[Data records]
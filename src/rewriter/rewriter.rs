use super::{PatchError, Result};
use crate::mapping::mapping::{PathCandidate, PathMappingTable};
use log::debug;
use memchr::memmem;
use serde::Serialize;
use std::cmp::Reverse;
use std::fs::{self, OpenOptions};
use std::io::{Seek, SeekFrom, Write};
use std::path::{Path, PathBuf};
use tempfile::NamedTempFile;

/// How a rewritten file reaches the disk.
#[derive(Debug, Clone, Copy, PartialEq, Eq, Default)]
pub enum WriteMode {
    /// Write the whole new content to a temporary file next to the target, then rename it over
    /// the target. The original stays intact if anything fails before the rename.
    #[default]
    Atomic,
    /// Seek to every match in the original file and overwrite it there.
    InPlace,
}

/// The outcome of applying one candidate to one target file.
///
/// * `occurrences`: number of non-overlapping matches of the old path that were replaced
/// * `offsets`: file offset of each match
#[derive(Debug, Clone, PartialEq, Eq, Serialize)]
pub struct PatchResult {
    pub candidate: PathCandidate,
    pub occurrences: usize,
    pub offsets: Vec<u64>,
}

// a single match of candidates[candidate].old at offset
#[derive(Debug, Clone, Copy, PartialEq, Eq)]
struct Edit {
    offset: usize,
    candidate: usize,
}

/// BinaryPathRewriter is responsible for redirecting embedded paths in a target file without
/// changing the file's length.
///
/// It knows nothing about the file format: the file is a plain byte sequence and a match is any
/// run of bytes equal to a candidate's old path.
pub struct BinaryPathRewriter {
    mode: WriteMode,
}

impl BinaryPathRewriter {
    pub fn new(mode: WriteMode) -> Self {
        Self { mode }
    }

    pub fn mode(&self) -> WriteMode {
        self.mode
    }

    /// Replace every occurrence of `candidate`'s old path in `file`.
    ///
    /// The file is only written when at least one occurrence was found. A read-only file with
    /// occurrences fails with [`PatchError::PermissionDenied`] in either write mode.
    pub fn patch(&self, file: &Path, candidate: &PathCandidate) -> Result<PatchResult> {
        let mut results = self.apply(file, std::slice::from_ref(candidate), true)?;
        Ok(results.remove(0))
    }

    /// Apply the whole table to `file` with a single read and at most one write.
    ///
    /// All candidates are matched against the unmodified content. Where matches of different
    /// candidates overlap, the leftmost wins, then the longest, then the earliest in the table.
    /// Returns one result per candidate, in table order.
    pub fn patch_table(&self, file: &Path, table: &PathMappingTable) -> Result<Vec<PatchResult>> {
        self.apply(file, table.candidates(), true)
    }

    /// Same as [`BinaryPathRewriter::patch_table`] but never writes.
    pub fn scan(&self, file: &Path, table: &PathMappingTable) -> Result<Vec<PatchResult>> {
        self.apply(file, table.candidates(), false)
    }

    fn apply(
        &self,
        file: &Path,
        candidates: &[PathCandidate],
        write: bool,
    ) -> Result<Vec<PatchResult>> {
        let mut data = fs::read(file).map_err(|err| PatchError::from_io(file, err))?;
        let edits = locate_edits(&data, candidates);
        let results = summarize(&edits, candidates);

        if edits.is_empty() || !write {
            return Ok(results);
        }

        // a rename would replace a read-only file that an in-place write cannot open,
        // so both modes refuse it up front
        let readonly = fs::metadata(file)
            .map_err(|err| PatchError::from_io(file, err))?
            .permissions()
            .readonly();
        if readonly {
            return Err(PatchError::PermissionDenied {
                path: file.to_path_buf(),
            });
        }

        debug!(
            "Writing {} edits to {} ({:?})",
            edits.len(),
            file.display(),
            self.mode
        );
        match self.mode {
            WriteMode::Atomic => {
                apply_edits(&mut data, &edits, candidates);
                write_atomic(file, &data)?;
            }
            WriteMode::InPlace => write_in_place(file, &edits, candidates)?,
        }
        Ok(results)
    }
}

impl Default for BinaryPathRewriter {
    fn default() -> Self {
        Self::new(WriteMode::default())
    }
}

/// Find the edits the candidates make in `data`, ordered by offset and never overlapping.
///
/// For a single candidate this is the usual left-to-right non-overlapping search: after a match
/// at `p` the next match starts at `p + len(old)` or later.
fn locate_edits(data: &[u8], candidates: &[PathCandidate]) -> Vec<Edit> {
    let mut matches = vec![];
    for (index, candidate) in candidates.iter().enumerate() {
        let finder = memmem::Finder::new(candidate.old());
        let mut start = 0;
        // every match, overlapping ones included, the sweep below picks the winners
        while let Some(pos) = finder.find(&data[start..]) {
            matches.push(Edit {
                offset: start + pos,
                candidate: index,
            });
            start += pos + 1;
        }
    }

    matches.sort_by_key(|m| {
        (
            m.offset,
            Reverse(candidates[m.candidate].byte_len()),
            m.candidate,
        )
    });

    let mut edits = Vec::with_capacity(matches.len());
    let mut cursor = 0;
    for m in matches {
        if m.offset < cursor {
            continue;
        }
        cursor = m.offset + candidates[m.candidate].byte_len();
        edits.push(m);
    }
    edits
}

fn apply_edits(data: &mut [u8], edits: &[Edit], candidates: &[PathCandidate]) {
    for edit in edits {
        let new = candidates[edit.candidate].new_path();
        data[edit.offset..edit.offset + new.len()].copy_from_slice(new);
    }
}

fn summarize(edits: &[Edit], candidates: &[PathCandidate]) -> Vec<PatchResult> {
    candidates
        .iter()
        .enumerate()
        .map(|(index, candidate)| {
            let offsets: Vec<u64> = edits
                .iter()
                .filter(|e| e.candidate == index)
                .map(|e| e.offset as u64)
                .collect();
            PatchResult {
                candidate: candidate.clone(),
                occurrences: offsets.len(),
                offsets,
            }
        })
        .collect()
}

// The temporary file must live on the same filesystem as the target for the rename to be atomic,
// and the rename must replace the real file rather than a symlink pointing at it.
fn write_atomic(file: &Path, data: &[u8]) -> Result<()> {
    let io_err = |err| PatchError::from_io(file, err);

    let target = fs::canonicalize(file).map_err(io_err)?;
    let dir = target
        .parent()
        .map(Path::to_path_buf)
        .unwrap_or_else(|| PathBuf::from("."));
    let permissions = fs::metadata(&target).map_err(io_err)?.permissions();

    let mut tmp = NamedTempFile::new_in(&dir).map_err(io_err)?;
    tmp.write_all(data).map_err(io_err)?;
    tmp.as_file().set_permissions(permissions).map_err(io_err)?;
    tmp.as_file().sync_all().map_err(io_err)?;
    tmp.persist(&target).map_err(|err| io_err(err.error))?;
    Ok(())
}

fn write_in_place(file: &Path, edits: &[Edit], candidates: &[PathCandidate]) -> Result<()> {
    let io_err = |err| PatchError::from_io(file, err);

    let mut handle = OpenOptions::new().write(true).open(file).map_err(io_err)?;
    for edit in edits {
        handle
            .seek(SeekFrom::Start(edit.offset as u64))
            .map_err(io_err)?;
        handle
            .write_all(candidates[edit.candidate].new_path())
            .map_err(io_err)?;
    }
    handle.sync_all().map_err(io_err)?;
    Ok(())
}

:: Task details ::
After reading the data above, return it verbatim in full.

:: Output of the exercise ::
filename src/rewriter/rewriter.rs
use super::{PatchError, Result};
use crate::mapping::mapping::{PathCandidate, PathMappingTable};
use log::debug;
use memchr::memmem;
use serde::Serialize;
use std::cmp::Reverse;
use std::fs::{self, OpenOptions};
use std::io::{Seek, SeekFrom, Write};
use std::path::{Path, PathBuf};
use tempfile::NamedTempFile;

/// How a rewritten file reaches the disk.
#[derive(Debug, Clone, Copy, PartialEq, Eq, Default)]
pub enum WriteMode {
    /// Write the whole new content to a temporary file next to the target, then rename it over
    /// the target. The original stays intact if anything fails before the rename.
    #[default]
    Atomic,
    /// Seek to every match in the original file and overwrite it there.
    InPlace,
}

/// The outcome of applying one candidate to one target file.
///
/// * `occurrences`: number of non-overlapping matches of the old path that were replaced
/// * `offsets`: file offset of each match
#[derive(Debug, Clone, PartialEq, Eq, Serialize)]
pub struct PatchResult {
    pub candidate: PathCandidate,
    pub occurrences: usize,
    pub offsets: Vec<u64>,
}

// a single match of candidates[candidate].old at offset
#[derive(Debug, Clone, Copy, PartialEq, Eq)]
struct Edit {
    offset: usize,
    candidate: usize,
}

/// BinaryPathRewriter is responsible for redirecting embedded paths in a target file without
/// changing the file's length.
///
/// It knows nothing about the file format: the file is a plain byte sequence and a match is any
/// run of bytes equal to a candidate's old path.
pub struct BinaryPathRewriter {
    mode: WriteMode,
}

impl BinaryPathRewriter {
    pub fn new(mode: WriteMode) -> Self {
        Self { mode }
    }

    pub fn mode(&self) -> WriteMode {
        self.mode
    }

    /// Replace every occurrence of `candidate`'s old path in `file`.
    ///
    /// The file is only written when at least one occurrence was found. A read-only file with
    /// occurrences fails with [`PatchError::PermissionDenied`] in either write mode.
    pub fn patch(&self, file: &Path, candidate: &PathCandidate) -> Result<PatchResult> {
        let mut results = self.apply(file, std::slice::from_ref(candidate), true)?;
        Ok(results.remove(0))
    }

    /// Apply the whole table to `file` with a single read and at most one write.
    ///
    /// All candidates are matched against the unmodified content. Where matches of different
    /// candidates overlap, the leftmost wins, then the longest, then the earliest in the table.
    /// Returns one result per candidate, in table order.
    pub fn patch_table(&self, file: &Path, table: &PathMappingTable) -> Result<Vec<PatchResult>> {
        self.apply(file, table.candidates(), true)
    }

    /// Same as [`BinaryPathRewriter::patch_table`] but never writes.
    pub fn scan(&self, file: &Path, table: &PathMappingTable) -> Result<Vec<PatchResult>> {
        self.apply(file, table.candidates(), false)
    }

    fn apply(
        &self,
        file: &Path,
        candidates: &[PathCandidate],
        write: bool,
    ) -> Result<Vec<PatchResult>> {
        let mut data = fs::read(file).map_err(|err| PatchError::from_io(file, err))?;
        let edits = locate_edits(&data, candidates);
        let results = summarize(&edits, candidates);

        if edits.is_empty() || !write {
            return Ok(results);
        }

        // a rename would replace a read-only file that an in-place write cannot open,
        // so both modes refuse it up front
        let readonly = fs::metadata(file)
            .map_err(|err| PatchError::from_io(file, err))?
            .permissions()
            .readonly();
        if readonly {
            return Err(PatchError::PermissionDenied {
                path: file.to_path_buf(),
            });
        }

        debug!(
            "Writing {} edits to {} ({:?})",
            edits.len(),
            file.display(),
            self.mode
        );
        match self.mode {
            WriteMode::Atomic => {
                apply_edits(&mut data, &edits, candidates);
                write_atomic(file, &data)?;
            }
            WriteMode::InPlace => write_in_place(file, &edits, candidates)?,
        }
        Ok(results)
    }
}

impl Default for BinaryPathRewriter {
    fn default() -> Self {
        Self::new(WriteMode::default())
    }
}

/// Find the edits the candidates make in `data`, ordered by offset and never overlapping.
///
/// For a single candidate this is the usual left-to-right non-overlapping search: after a match
/// at `p` the next match starts at `p + len(old)` or later.
fn locate_edits(data: &[u8], candidates: &[PathCandidate]) -> Vec<Edit> {
    let mut matches = vec![];
    for (index, candidate) in candidates.iter().enumerate() {
        let finder = memmem::Finder::new(candidate.old());
        let mut start = 0;
        // every match, overlapping ones included, the sweep below picks the winners
        while let Some(pos) = finder.find(&data[start..]) {
            matches.push(Edit {
                offset: start + pos,
                candidate: index,
            });
            start += pos + 1;
        }
    }

    matches.sort_by_key(|m| {
        (
            m.offset,
            Reverse(candidates[m.candidate].byte_len()),
            m.candidate,
        )
    });

    let mut edits = Vec::with_capacity(matches.len());
    let mut cursor = 0;
    for m in matches {
        if m.offset < cursor {
            continue;
        }
        cursor = m.offset + candidates[m.candidate].byte_len();
        edits.push(m);
    }
    edits
}

fn apply_edits(data: &mut [u8], edits: &[Edit], candidates: &[PathCandidate]) {
    for edit in edits {
        let new = candidates[edit.candidate].new_path();
        data[edit.offset..edit.offset + new.len()].copy_from_slice(new);
    }
}

fn summarize(edits: &[Edit], candidates: &[PathCandidate]) -> Vec<PatchResult> {
    candidates
        .iter()
        .enumerate()
        .map(|(index, candidate)| {
            let offsets: Vec<u64> = edits
                .iter()
                .filter(|e| e.candidate == index)
                .map(|e| e.offset as u64)
                .collect();
            PatchResult {
                candidate: candidate.clone(),
                occurrences: offsets.len(),
                offsets,
            }
        })
        .collect()
}

// The temporary file must live on the same filesystem as the target for the rename to be atomic,
// and the rename must replace the real file rather than a symlink pointing at it.
fn write_atomic(file: &Path, data: &[u8]) -> Result<()> {
    let io_err = |err| PatchError::from_io(file, err);

    let target = fs::canonicalize(file).map_err(io_err)?;
    let dir = target
        .parent()
        .map(Path::to_path_buf)
        .unwrap_or_else(|| PathBuf::from("."));
    let permissions = fs::metadata(&target).map_err(io_err)?.permissions();

    let mut tmp = NamedTempFile::new_in(&dir).map_err(io_err)?;
    tmp.write_all(data).map_err(io_err)?;
    tmp.as_file().set_permissions(permissions).map_err(io_err)?;
    tmp.as_file().sync_all().map_err(io_err)?;
    tmp.persist(&target).map_err(|err| io_err(err.error))?;
    Ok(())
}

fn write_in_place(file: &Path, edits: &[Edit], candidates: &[PathCandidate]) -> Result<()> {
    let io_err = |err| PatchError::from_io(file, err);

    let mut handle = OpenOptions::new().write(true).open(file).map_err(io_err)?;
    for edit in edits {
        handle
            .seek(SeekFrom::Start(edit.offset as u64))
            .map_err(io_err)?;
        handle
            .write_all(candidates[edit.candidate].new_path())
            .map_err(io_err)?;
    }
    handle.sync_all().map_err(io_err)?;
    Ok(())
}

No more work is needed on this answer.